[Goal of the exercise]:
In the material below, find each line with the string "unix" and copy it.

[Data for analysis]:
BEGIN

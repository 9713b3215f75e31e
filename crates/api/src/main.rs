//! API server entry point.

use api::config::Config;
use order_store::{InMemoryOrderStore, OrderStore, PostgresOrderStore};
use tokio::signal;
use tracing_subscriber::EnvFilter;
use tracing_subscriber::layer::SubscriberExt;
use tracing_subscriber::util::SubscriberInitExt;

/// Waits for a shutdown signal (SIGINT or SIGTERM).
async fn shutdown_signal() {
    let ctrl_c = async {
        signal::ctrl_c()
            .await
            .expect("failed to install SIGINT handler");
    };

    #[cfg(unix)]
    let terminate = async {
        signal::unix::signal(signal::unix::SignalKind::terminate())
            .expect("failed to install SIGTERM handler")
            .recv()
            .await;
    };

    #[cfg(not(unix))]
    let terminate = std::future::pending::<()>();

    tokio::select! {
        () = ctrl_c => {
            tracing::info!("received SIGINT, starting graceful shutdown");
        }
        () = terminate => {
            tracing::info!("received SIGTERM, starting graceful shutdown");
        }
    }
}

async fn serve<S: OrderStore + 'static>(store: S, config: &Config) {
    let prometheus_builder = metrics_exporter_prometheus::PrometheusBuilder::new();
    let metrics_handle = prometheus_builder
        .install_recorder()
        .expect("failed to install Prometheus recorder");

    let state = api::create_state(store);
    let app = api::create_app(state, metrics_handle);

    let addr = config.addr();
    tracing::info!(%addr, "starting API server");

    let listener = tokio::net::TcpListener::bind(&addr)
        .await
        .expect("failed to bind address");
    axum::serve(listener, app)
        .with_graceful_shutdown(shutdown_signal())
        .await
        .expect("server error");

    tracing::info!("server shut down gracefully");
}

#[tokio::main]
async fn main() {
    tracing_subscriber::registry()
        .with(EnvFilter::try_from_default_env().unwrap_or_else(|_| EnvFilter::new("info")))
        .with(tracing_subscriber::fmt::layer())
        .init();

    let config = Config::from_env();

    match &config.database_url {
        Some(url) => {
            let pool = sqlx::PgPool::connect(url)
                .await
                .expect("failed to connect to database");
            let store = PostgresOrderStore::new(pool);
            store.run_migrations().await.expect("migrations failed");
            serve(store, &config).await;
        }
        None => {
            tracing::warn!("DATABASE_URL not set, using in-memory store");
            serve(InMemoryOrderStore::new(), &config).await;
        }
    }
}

END

[Completed task]:
    #[cfg(unix)]
        signal::unix::signal(signal::unix::SignalKind::terminate())
    #[cfg(not(unix))]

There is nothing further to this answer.